* [Work to be completed]: Please repeat, from the entries that follow, the lines from the one containing "fn static_owner(&self, class: &ClassName, name: &str)" through the one containing "if let Some(entry)" exactly, adding nothing.
[[ Extracted information, beginning ]]
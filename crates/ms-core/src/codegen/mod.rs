//! Replacement and spy class generation.
//!
//! Turns a target class name plus its [`MockSpec`] into declaration source
//! the sandbox runtime can load. A plain mock occupies the target's own
//! fully-qualified name; a spy lives under `<spy namespace>::<target scope>`
//! and extends the real class.
//!
//! Output layout is fixed: scope header, class line, constants, static
//! properties, instance properties, methods.

pub mod render;

use crate::registry::{CallKind, MockSpec, VarKind};
use ms_common::{ClassName, Result, Value};
use render::{quote, render_value};
use std::collections::BTreeMap;
use std::fmt::Write;

/// Generator for one class's declaration source.
pub struct ClassBodyGenerator<'a> {
    target: &'a ClassName,
    spec: &'a MockSpec,
}

impl<'a> ClassBodyGenerator<'a> {
    pub fn new(target: &'a ClassName, spec: &'a MockSpec) -> Self {
        ClassBodyGenerator { target, spec }
    }

    /// Fully-qualified name the generated class is declared under.
    pub fn output_class(&self) -> Result<ClassName> {
        if self.spec.is_spy {
            self.target.nested_in(&self.spec.spy_namespace)
        } else {
            Ok(self.target.clone())
        }
    }

    /// Render the declaration source.
    pub fn generate(&self) -> Result<String> {
        let output = self.output_class()?;
        let mut src = String::new();

        if !output.scope().is_empty() {
            src.push_str(&format!("scope {};\n\n", output.scope()));
        }

        src.push_str(&format!("class {}", output.simple_name()));
        if self.spec.is_spy {
            src.push_str(&format!(" extends {}", self.target));
        }
        src.push_str(" {\n");

        self.fields(&mut src, "const", VarKind::Const, &self.spec.vars.consts)?;
        self.fields(
            &mut src,
            "static",
            VarKind::StaticProperty,
            &self.spec.vars.static_properties,
        )?;
        self.fields(&mut src, "var", VarKind::Property, &self.spec.vars.properties)?;

        let target = quote(self.target.as_str());
        for (name, method) in &self.spec.methods {
            let modifier = match method.call_kind {
                CallKind::Static => "static ",
                CallKind::Instance => "",
            };
            // Infallible: writing into a String.
            let _ = writeln!(
                src,
                "    {modifier}fn {name}() => forward({target}, {});",
                quote(name)
            );
        }

        src.push_str("}\n");
        Ok(src)
    }

    fn fields(
        &self,
        src: &mut String,
        keyword: &str,
        kind: VarKind,
        fields: &BTreeMap<String, serde_json::Value>,
    ) -> Result<()> {
        for (name, json) in fields {
            let literal = render_value(&Value::from_json(json, name)?, kind, self.target, name)?;
            let _ = writeln!(src, "    {keyword} {name} = {literal};");
        }
        Ok(())
    }
}

/// Convenience wrapper around [`ClassBodyGenerator::generate`].
pub fn generate_class(target: &ClassName, spec: &MockSpec) -> Result<String> {
    ClassBodyGenerator::new(target, spec).generate()
}
//! The child's type space.
//!
//! Classes enter only through declaration source. Each class keeps its own
//! static property storage; instances live in a heap addressed by
//! [`ObjectRef`]. Dispatch is late-bound: every call carries a
//! [`CallContext`] whose `called_class` natives use to re-dispatch, so a
//! subclass override takes effect inside methods it inherits.

pub mod builtins;
pub mod catalog;

pub use catalog::{CallbackFn, CommandFn, HostCatalog, NativeFn, NativeResult};

use crate::command::Command;
use crate::decl::{parse_source, ClassDecl, MethodBody, MethodDecl};
use crate::registry::{CallKind, ReturnRule};
use crate::state::MockTable;
use ms_common::{ClassName, Error, Failure, ObjectRef, Result, Value};
use std::collections::BTreeMap;
use std::fmt;
use tracing::{debug, trace};

/// Where a declared class came from.
#[derive(Debug, Clone, PartialEq, Eq)]
pub enum ClassOrigin {
    Mock,
    Spy,
    Source(String),
}

impl fmt::Display for ClassOrigin {
    fn fmt(&self, f: &mut fmt::Formatter<'_>) -> fmt::Result {
        match self {
            ClassOrigin::Mock => write!(f, "mock"),
            ClassOrigin::Spy => write!(f, "spy"),
            ClassOrigin::Source(path) => write!(f, "{path}"),
        }
    }
}

/// Outcome of declaring one class.
#[derive(Debug, Clone, PartialEq, Eq)]
pub enum Declared {
    Added(ClassName),
    /// A mock already holds this name; the real declaration was skipped.
    Shadowed(ClassName),
}

/// Receiver and binding information of one call.
#[derive(Debug, Clone, PartialEq)]
pub struct CallContext {
    /// Class the call was made on (late static binding target).
    pub called_class: ClassName,
    /// Class whose declaration supplied the method body.
    pub defining_class: ClassName,
    /// The instance, for instance calls.
    pub this: Option<ObjectRef>,
}

#[derive(Debug)]
struct ClassEntry {
    decl: ClassDecl,
    origin: ClassOrigin,
    statics: BTreeMap<String, Value>,
}

#[derive(Debug)]
struct Instance {
    class: ClassName,
    properties: BTreeMap<String, Value>,
}

pub struct Runtime {
    catalog: HostCatalog,
    mocks: MockTable,
    classes: BTreeMap<ClassName, ClassEntry>,
    heap: Vec<Instance>,
}

impl Runtime {
    pub fn new(catalog: HostCatalog) -> Self {
        Runtime {
            catalog,
            mocks: MockTable::new(),
            classes: BTreeMap::new(),
            heap: Vec::new(),
        }
    }

    /// Install the mock table consulted by forwarding method bodies.
    pub fn with_mocks(mut self, mocks: MockTable) -> Self {
        self.mocks = mocks;
        self
    }

    pub fn mocks(&self) -> &MockTable {
        &self.mocks
    }

    pub fn is_declared(&self, class: &ClassName) -> bool {
        self.classes.contains_key(class)
    }

    /// Origin of a declared class.
    pub fn origin_of(&self, class: &ClassName) -> Option<&ClassOrigin> {
        self.classes.get(class).map(|entry| &entry.origin)
    }

    /// Declare one class.
    ///
    /// A real declaration whose name a mock already holds is skipped. Any
    /// other redeclaration is a load error, as is a missing parent.
    pub fn declare(&mut self, decl: ClassDecl, origin: ClassOrigin) -> Result<Declared> {
        if let Some(existing) = self.classes.get(&decl.name) {
            if existing.origin == ClassOrigin::Mock && matches!(origin, ClassOrigin::Source(_)) {
                debug!(class = %decl.name, %origin, "class held by mock, skipping real declaration");
                return Ok(Declared::Shadowed(decl.name));
            }
            return Err(Error::Load(format!(
                "class '{}' from {origin} (line {}) is already declared by {}",
                decl.name, decl.line, existing.origin
            )));
        }
        if let Some(parent) = &decl.parent {
            if !self.is_declared(parent) {
                return Err(Error::Load(format!(
                    "parent class '{parent}' of '{}' is not declared",
                    decl.name
                )));
            }
        }

        debug!(class = %decl.name, %origin, "declared class");
        let name = decl.name.clone();
        let statics = decl.static_properties.clone();
        self.classes.insert(
            name.clone(),
            ClassEntry {
                decl,
                origin,
                statics,
            },
        );
        Ok(Declared::Added(name))
    }

    /// Parse `src` and declare every class in it, in order.
    pub fn load_source(&mut self, src: &str, origin: ClassOrigin) -> Result<Vec<Declared>> {
        parse_source(src)?
            .into_iter()
            .map(|decl| self.declare(decl, origin.clone()))
            .collect()
    }

    fn entry(&self, class: &ClassName) -> std::result::Result<&ClassEntry, Failure> {
        self.classes
            .get(class)
            .ok_or_else(|| Failure::lookup(format!("class '{class}' not found")))
    }

    /// `class` followed by its ancestors.
    fn lineage(&self, class: &ClassName) -> std::result::Result<Vec<&ClassEntry>, Failure> {
        let mut chain = vec![self.entry(class)?];
        while let Some(parent) = chain.last().copied().and_then(|e| e.decl.parent.as_ref()) {
            chain.push(self.entry(parent)?);
        }
        Ok(chain)
    }

    fn find_method(
        &self,
        class: &ClassName,
        method: &str,
    ) -> std::result::Result<(ClassName, MethodDecl), Failure> {
        self.lineage(class)?
            .into_iter()
            .find_map(|entry| {
                entry
                    .decl
                    .methods
                    .get(method)
                    .map(|m| (entry.decl.name.clone(), m.clone()))
            })
            .ok_or_else(|| Failure::lookup(format!("call to undefined method {class}::{method}()")))
    }

    /// `Class::method(args)`.
    pub fn call_static(&mut self, class: &ClassName, method: &str, args: Vec<Value>) -> NativeResult {
        let (defining_class, decl) = self.find_method(class, method)?;
        if decl.call_kind == CallKind::Instance {
            return Err(Failure::type_error(format!(
                "non-static method {defining_class}::{method}() cannot be called statically"
            )));
        }
        let ctx = CallContext {
            called_class: class.clone(),
            defining_class,
            this: None,
        };
        self.invoke(&ctx, method, &decl.body, args)
    }

    /// `$obj->method(args)`. Static methods are reachable through instances.
    pub fn call_method(&mut self, obj: ObjectRef, method: &str, args: Vec<Value>) -> NativeResult {
        let class = self.class_of(obj)?.clone();
        let (defining_class, decl) = self.find_method(&class, method)?;
        let this = match decl.call_kind {
            CallKind::Instance => Some(obj),
            CallKind::Static => None,
        };
        let ctx = CallContext {
            called_class: class,
            defining_class,
            this,
        };
        self.invoke(&ctx, method, &decl.body, args)
    }

    /// Call `method` on `target`, which must be an object.
    pub fn call(&mut self, target: &Value, method: &str, args: Vec<Value>) -> NativeResult {
        match target {
            Value::Object(obj) => self.call_method(*obj, method, args),
            other => Err(Failure::type_error(format!(
                "call to member function {method}() on {}",
                other.kind_name()
            ))),
        }
    }

    fn invoke(
        &mut self,
        ctx: &CallContext,
        method: &str,
        body: &MethodBody,
        args: Vec<Value>,
    ) -> NativeResult {
        trace!(class = %ctx.called_class, method, "invoke");
        match body {
            MethodBody::Native(symbol) => {
                let native = self.catalog.lookup_native(symbol)?;
                native(self, ctx, args)
            }
            MethodBody::Forward { target, method } => self.forward(ctx, target, method, args),
        }
    }

    /// Resolve a forwarded call against the mock table.
    fn forward(
        &mut self,
        ctx: &CallContext,
        target: &ClassName,
        method: &str,
        args: Vec<Value>,
    ) -> NativeResult {
        let rule = self.mocks.call_method(target, method)?.clone();
        match rule {
            ReturnRule::Literal(json) => Ok(Value::from_json(&json, method)?),
            ReturnRule::SelfInstance => self.receiver(ctx).map(Value::Object),
            ReturnRule::Deferred(callback) => {
                let receiver = self.receiver(ctx)?;
                let function = self.catalog.lookup_callback(&callback.name)?;
                function(self, Value::Object(receiver), args, &callback.captured)
            }
        }
    }

    /// The current instance, or a fresh instance of the defining class for a
    /// static call.
    fn receiver(&mut self, ctx: &CallContext) -> std::result::Result<ObjectRef, Failure> {
        match ctx.this {
            Some(obj) => Ok(obj),
            None => self.instantiate(&ctx.defining_class),
        }
    }

    /// `new Class()`. Property defaults come from the whole parent chain,
    /// subclasses overriding ancestors.
    pub fn instantiate(&mut self, class: &ClassName) -> std::result::Result<ObjectRef, Failure> {
        let mut properties = BTreeMap::new();
        for entry in self.lineage(class)?.into_iter().rev() {
            for (name, value) in &entry.decl.properties {
                properties.insert(name.clone(), value.clone());
            }
        }
        self.heap.push(Instance {
            class: class.clone(),
            properties,
        });
        Ok(ObjectRef(self.heap.len() - 1))
    }

    fn instance(&self, obj: ObjectRef) -> std::result::Result<&Instance, Failure> {
        self.heap
            .get(obj.0)
            .ok_or_else(|| Failure::lookup(format!("dangling object handle {obj}")))
    }

    pub fn class_of(&self, obj: ObjectRef) -> std::result::Result<&ClassName, Failure> {
        self.instance(obj).map(|i| &i.class)
    }

    /// `Class::NAME`, searching ancestors.
    pub fn get_const(&self, class: &ClassName, name: &str) -> NativeResult {
        self.lineage(class)?
            .into_iter()
            .find_map(|entry| entry.decl.consts.get(name).cloned())
            .ok_or_else(|| Failure::lookup(format!("undefined constant {class}::{name}")))
    }

    /// Class in `class`'s lineage that declares static `name`.
    fn static_owner(&self, class: &ClassName, name: &str) -> std::result::Result<ClassName, Failure> {
        self.lineage(class)?
            .into_iter()
            .find(|entry| entry.statics.contains_key(name))
            .map(|entry| entry.decl.name.clone())
            .ok_or_else(|| Failure::lookup(format!("access to undeclared static property {class}::${name}")))
    }

    /// `Class::$name`.
    pub fn get_static(&self, class: &ClassName, name: &str) -> NativeResult {
        let owner = self.static_owner(class, name)?;
        Ok(self
            .classes
            .get(&owner)
            .and_then(|entry| entry.statics.get(name))
            .cloned()
            .unwrap_or_default())
    }

    /// `Class::$name = value`, writing to the declaring class's storage.
    pub fn set_static(
        &mut self,
        class: &ClassName,
        name: &str,
        value: Value,
    ) -> std::result::Result<(), Failure> {
        let owner = self.static_owner(class, name)?;
        if let Some(entry) = self.classes.get_mut(&owner) {
            entry.statics.insert(name.to_string(), value);
        }
        Ok(())
    }

    /// `$obj->name`.
    pub fn get_property(&self, obj: ObjectRef, name: &str) -> NativeResult {
        let instance = self.instance(obj)?;
        instance
            .properties
            .get(name)
            .cloned()
            .ok_or_else(|| Failure::lookup(format!("undefined property {}::${name}", instance.class)))
    }

    /// `$obj->name = value`. Undeclared properties are created.
    pub fn set_property(
        &mut self,
        obj: ObjectRef,
        name: &str,
        value: Value,
    ) -> std::result::Result<(), Failure> {
        let instance = self
            .heap
            .get_mut(obj.0)
            .ok_or_else(|| Failure::lookup(format!("dangling object handle {obj}")))?;
        instance.properties.insert(name.to_string(), value);
        Ok(())
    }

    /// Dispatch a command through the command table.
    pub fn run_command(&mut self, command: &Command) -> NativeResult {
        debug!(command = %command.name, "running command");
        let function = self.catalog.lookup_command(&command.name)?;
        function(self, &command.captured)
    }
}
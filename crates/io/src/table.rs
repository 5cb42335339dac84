use std::collections::HashMap;

use crate::kind::normalize_header;

/// Untyped table as read from disk: one header row plus string cells.
#[derive(Debug, Clone, Default, PartialEq)]
pub struct RawTable {
    pub headers: Vec<String>,
    pub rows: Vec<Vec<String>>,
}

impl RawTable {
    pub fn len(&self) -> usize {
        self.rows.len()
    }

    pub fn is_empty(&self) -> bool {
        self.rows.is_empty()
    }

    /// Column lookup by normalized header name.
    pub fn columns(&self) -> ColumnIndex {
        let mut by_name = HashMap::new();
        for (i, h) in self.headers.iter().enumerate() {
            // first occurrence of a duplicated header wins
            by_name.entry(normalize_header(h)).or_insert(i);
        }
        ColumnIndex { by_name }
    }
}

pub struct ColumnIndex {
    by_name: HashMap<String, usize>,
}

impl ColumnIndex {
    pub fn get(&self, name: &str) -> Option<usize> {
        self.by_name.get(name).copied()
    }

    /// Cell text for `name` in `row`, empty when the column or cell is absent.
    pub fn cell<'r>(&self, row: &'r [String], name: &str) -> &'r str {
        self.get(name)
            .and_then(|i| row.get(i))
            .map(String::as_str)
            .unwrap_or("")
    }
}

#[cfg(test)]
mod tests {
    use super::*;

    #[test]
    fn cell_lookup_is_header_insensitive() {
        let table = RawTable {
            headers: vec!["WPNO_I".into(), " Station ".into()],
            rows: vec![vec!["42".into()]],
        };
        let cols = table.columns();
        assert_eq!(cols.cell(&table.rows[0], "wpno_i"), "42");
        // short row
        assert_eq!(cols.cell(&table.rows[0], "station"), "");
        assert_eq!(cols.cell(&table.rows[0], "missing"), "");
    }
}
[[ Extracted information, end ]]
* [Expected answer]:
    fn static_owner(&self, class: &ClassName, name: &str) -> std::result::Result<ClassName, Failure> {
        self.lineage(class)?
            .into_iter()
            .find(|entry| entry.statics.contains_key(name))
            .map(|entry| entry.decl.name.clone())
            .ok_or_else(|| Failure::lookup(format!("access to undeclared static property {class}::${name}")))
    }

    /// `Class::$name`.
    pub fn get_static(&self, class: &ClassName, name: &str) -> NativeResult {
        let owner = self.static_owner(class, name)?;
        Ok(self
            .classes
            .get(&owner)
            .and_then(|entry| entry.statics.get(name))
            .cloned()
            .unwrap_or_default())
    }

    /// `Class::$name = value`, writing to the declaring class's storage.
    pub fn set_static(
        &mut self,
        class: &ClassName,
        name: &str,
        value: Value,
    ) -> std::result::Result<(), Failure> {
        let owner = self.static_owner(class, name)?;
        if let Some(entry) = self.classes.get_mut(&owner) {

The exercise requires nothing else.